PROBLEM DESCRIPTION: Your job is to write out each record precisely as it stands.

□ □ □ □

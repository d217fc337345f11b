//! Event handling for the studio TUI

use crossterm::event::{Event, KeyCode, KeyEvent, KeyModifiers, MouseEvent, MouseEventKind};

use crate::app::{App, InputMode};
use crate::ui::Overlay;

/// Result of handling an event
#[derive(Debug, Clone, Copy, PartialEq, Eq)]
pub enum EventResult {
    Continue,
    Quit,
    NeedsRedraw,
}

/// Handle a terminal event
pub fn handle_event(app: &mut App, event: Event) -> EventResult {
    match event {
        Event::Key(key) => handle_key_event(app, key),
        Event::Mouse(mouse) => handle_mouse_event(app, mouse),
        Event::Resize(_, _) => EventResult::NeedsRedraw,
        _ => EventResult::Continue,
    }
}

/// Handle a mouse event
fn handle_mouse_event(app: &mut App, mouse: MouseEvent) -> EventResult {
    match mouse.kind {
        MouseEventKind::ScrollUp => {
            app.scroll_up(3);
            EventResult::NeedsRedraw
        }
        MouseEventKind::ScrollDown => {
            app.scroll_down(3);
            EventResult::NeedsRedraw
        }
        _ => EventResult::Continue,
    }
}

/// Handle a key event
fn handle_key_event(app: &mut App, key: KeyEvent) -> EventResult {
    // Overlays capture keys first
    if app.has_overlay() {
        return handle_overlay_key(app, key);
    }

    // Global shortcuts (always work)
    if let (KeyCode::Char('c'), KeyModifiers::CONTROL) = (key.code, key.modifiers) {
        return EventResult::Quit;
    }

    // Route based on input mode
    match app.input_mode {
        InputMode::Normal => handle_normal_mode(app, key),
        InputMode::Insert => handle_insert_mode(app, key),
        InputMode::Command => handle_command_mode(app, key),
    }
}

/// Handle keys while an overlay is open
fn handle_overlay_key(app: &mut App, key: KeyEvent) -> EventResult {
    match app.overlay() {
        Some(Overlay::AgeGate) => match key.code {
            KeyCode::Char('y') | KeyCode::Char('Y') => {
                app.answer_age_gate(true);
                EventResult::NeedsRedraw
            }
            KeyCode::Char('n') | KeyCode::Char('N') | KeyCode::Esc => {
                app.answer_age_gate(false);
                EventResult::NeedsRedraw
            }
            _ => EventResult::Continue,
        },
        Some(Overlay::Help) | None => match key.code {
            KeyCode::Esc | KeyCode::Char('q') | KeyCode::Char('?') => {
                app.close_overlay();
                EventResult::NeedsRedraw
            }
            _ => EventResult::Continue,
        },
    }
}

/// Handle keys in NORMAL mode (vim-style navigation and hotkeys)
fn handle_normal_mode(app: &mut App, key: KeyEvent) -> EventResult {
    match key.code {
        // Mode switching
        KeyCode::Char('i') | KeyCode::Char('a') => {
            app.input_mode = InputMode::Insert;
            app.scroll_to_bottom();
            EventResult::NeedsRedraw
        }
        KeyCode::Char(':') => {
            app.enter_command_mode();
            EventResult::NeedsRedraw
        }

        // Help
        KeyCode::Char('?') | KeyCode::F(1) => {
            app.toggle_help();
            EventResult::NeedsRedraw
        }

        // Quit
        KeyCode::Char('q') => EventResult::Quit,

        // Navigation
        KeyCode::Char('j') | KeyCode::Down => {
            app.scroll_down(1);
            EventResult::NeedsRedraw
        }
        KeyCode::Char('k') | KeyCode::Up => {
            app.scroll_up(1);
            EventResult::NeedsRedraw
        }
        KeyCode::Char('G') => {
            app.scroll_to_bottom();
            EventResult::NeedsRedraw
        }
        KeyCode::Char('g') => {
            app.scroll_to_top();
            EventResult::NeedsRedraw
        }
        KeyCode::PageUp => {
            app.scroll_up(10);
            EventResult::NeedsRedraw
        }
        KeyCode::PageDown => {
            app.scroll_down(10);
            EventResult::NeedsRedraw
        }

        // Panel focus cycling
        KeyCode::Tab | KeyCode::BackTab => {
            app.cycle_focus();
            EventResult::NeedsRedraw
        }

        // Shorthand for the common commands
        KeyCode::Char('s') => {
            app.session.save();
            app.set_status("Snapshot saved");
            EventResult::NeedsRedraw
        }
        KeyCode::Char('m') => {
            app.pending_suggestion = true;
            EventResult::NeedsRedraw
        }

        _ => EventResult::Continue,
    }
}

/// Handle keys in INSERT mode (typing into the manuscript)
fn handle_insert_mode(app: &mut App, key: KeyEvent) -> EventResult {
    match key.code {
        KeyCode::Esc => {
            app.enter_normal_mode();
            EventResult::NeedsRedraw
        }
        KeyCode::Enter => {
            app.type_newline();
            EventResult::NeedsRedraw
        }
        KeyCode::Backspace => {
            app.backspace();
            EventResult::NeedsRedraw
        }
        KeyCode::Tab => {
            app.type_char(' ');
            app.type_char(' ');
            EventResult::NeedsRedraw
        }
        KeyCode::Char(c) => {
            app.type_char(c);
            EventResult::NeedsRedraw
        }
        _ => EventResult::Continue,
    }
}

/// Handle keys in COMMAND mode (entering : commands)
fn handle_command_mode(app: &mut App, key: KeyEvent) -> EventResult {
    match key.code {
        KeyCode::Esc => {
            app.enter_normal_mode();
            EventResult::NeedsRedraw
        }
        KeyCode::Enter => {
            app.submit_command();
            EventResult::NeedsRedraw
        }
        KeyCode::Backspace => {
            if app.command_backspace() {
                app.enter_normal_mode();
            }
            EventResult::NeedsRedraw
        }
        KeyCode::Char(c) => {
            app.command_push(c);
            EventResult::NeedsRedraw
        }
        _ => EventResult::Continue,
    }
}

□ □ □ □

PROBLEM SOLUTION:
repository d217fc337345f11b
//! Event handling for the studio TUI

use crossterm::event::{Event, KeyCode, KeyEvent, KeyModifiers, MouseEvent, MouseEventKind};

use crate::app::{App, InputMode};
use crate::ui::Overlay;

/// Result of handling an event
#[derive(Debug, Clone, Copy, PartialEq, Eq)]
pub enum EventResult {
    Continue,
    Quit,
    NeedsRedraw,
}

/// Handle a terminal event
pub fn handle_event(app: &mut App, event: Event) -> EventResult {
    match event {
        Event::Key(key) => handle_key_event(app, key),
        Event::Mouse(mouse) => handle_mouse_event(app, mouse),
        Event::Resize(_, _) => EventResult::NeedsRedraw,
        _ => EventResult::Continue,
    }
}

/// Handle a mouse event
fn handle_mouse_event(app: &mut App, mouse: MouseEvent) -> EventResult {
    match mouse.kind {
        MouseEventKind::ScrollUp => {
            app.scroll_up(3);
            EventResult::NeedsRedraw
        }
        MouseEventKind::ScrollDown => {
            app.scroll_down(3);
            EventResult::NeedsRedraw
        }
        _ => EventResult::Continue,
    }
}

/// Handle a key event
fn handle_key_event(app: &mut App, key: KeyEvent) -> EventResult {
    // Overlays capture keys first
    if app.has_overlay() {
        return handle_overlay_key(app, key);
    }

    // Global shortcuts (always work)
    if let (KeyCode::Char('c'), KeyModifiers::CONTROL) = (key.code, key.modifiers) {
        return EventResult::Quit;
    }

    // Route based on input mode
    match app.input_mode {
        InputMode::Normal => handle_normal_mode(app, key),
        InputMode::Insert => handle_insert_mode(app, key),
        InputMode::Command => handle_command_mode(app, key),
    }
}

/// Handle keys while an overlay is open
fn handle_overlay_key(app: &mut App, key: KeyEvent) -> EventResult {
    match app.overlay() {
        Some(Overlay::AgeGate) => match key.code {
            KeyCode::Char('y') | KeyCode::Char('Y') => {
                app.answer_age_gate(true);
                EventResult::NeedsRedraw
            }
            KeyCode::Char('n') | KeyCode::Char('N') | KeyCode::Esc => {
                app.answer_age_gate(false);
                EventResult::NeedsRedraw
            }
            _ => EventResult::Continue,
        },
        Some(Overlay::Help) | None => match key.code {
            KeyCode::Esc | KeyCode::Char('q') | KeyCode::Char('?') => {
                app.close_overlay();
                EventResult::NeedsRedraw
            }
            _ => EventResult::Continue,
        },
    }
}

/// Handle keys in NORMAL mode (vim-style navigation and hotkeys)
fn handle_normal_mode(app: &mut App, key: KeyEvent) -> EventResult {
    match key.code {
        // Mode switching
        KeyCode::Char('i') | KeyCode::Char('a') => {
            app.input_mode = InputMode::Insert;
            app.scroll_to_bottom();
            EventResult::NeedsRedraw
        }
        KeyCode::Char(':') => {
            app.enter_command_mode();
            EventResult::NeedsRedraw
        }

        // Help
        KeyCode::Char('?') | KeyCode::F(1) => {
            app.toggle_help();
            EventResult::NeedsRedraw
        }

        // Quit
        KeyCode::Char('q') => EventResult::Quit,

        // Navigation
        KeyCode::Char('j') | KeyCode::Down => {
            app.scroll_down(1);
            EventResult::NeedsRedraw
        }
        KeyCode::Char('k') | KeyCode::Up => {
            app.scroll_up(1);
            EventResult::NeedsRedraw
        }
        KeyCode::Char('G') => {
            app.scroll_to_bottom();
            EventResult::NeedsRedraw
        }
        KeyCode::Char('g') => {
            app.scroll_to_top();
            EventResult::NeedsRedraw
        }
        KeyCode::PageUp => {
            app.scroll_up(10);
            EventResult::NeedsRedraw
        }
        KeyCode::PageDown => {
            app.scroll_down(10);
            EventResult::NeedsRedraw
        }

        // Panel focus cycling
        KeyCode::Tab | KeyCode::BackTab => {
            app.cycle_focus();
            EventResult::NeedsRedraw
        }

        // Shorthand for the common commands
        KeyCode::Char('s') => {
            app.session.save();
            app.set_status("Snapshot saved");
            EventResult::NeedsRedraw
        }
        KeyCode::Char('m') => {
            app.pending_suggestion = true;
            EventResult::NeedsRedraw
        }

        _ => EventResult::Continue,
    }
}

/// Handle keys in INSERT mode (typing into the manuscript)
fn handle_insert_mode(app: &mut App, key: KeyEvent) -> EventResult {
    match key.code {
        KeyCode::Esc => {
            app.enter_normal_mode();
            EventResult::NeedsRedraw
        }
        KeyCode::Enter => {
            app.type_newline();
            EventResult::NeedsRedraw
        }
        KeyCode::Backspace => {
            app.backspace();
            EventResult::NeedsRedraw
        }
        KeyCode::Tab => {
            app.type_char(' ');
            app.type_char(' ');
            EventResult::NeedsRedraw
        }
        KeyCode::Char(c) => {
            app.type_char(c);
            EventResult::NeedsRedraw
        }
        _ => EventResult::Continue,
    }
}

/// Handle keys in COMMAND mode (entering : commands)
fn handle_command_mode(app: &mut App, key: KeyEvent) -> EventResult {
    match key.code {
        KeyCode::Esc => {
            app.enter_normal_mode();
            EventResult::NeedsRedraw
        }
        KeyCode::Enter => {
            app.submit_command();
            EventResult::NeedsRedraw
        }
        KeyCode::Backspace => {
            if app.command_backspace() {
                app.enter_normal_mode();
            }
            EventResult::NeedsRedraw
        }
        KeyCode::Char(c) => {
            app.command_push(c);
            EventResult::NeedsRedraw
        }
        _ => EventResult::Continue,
    }
}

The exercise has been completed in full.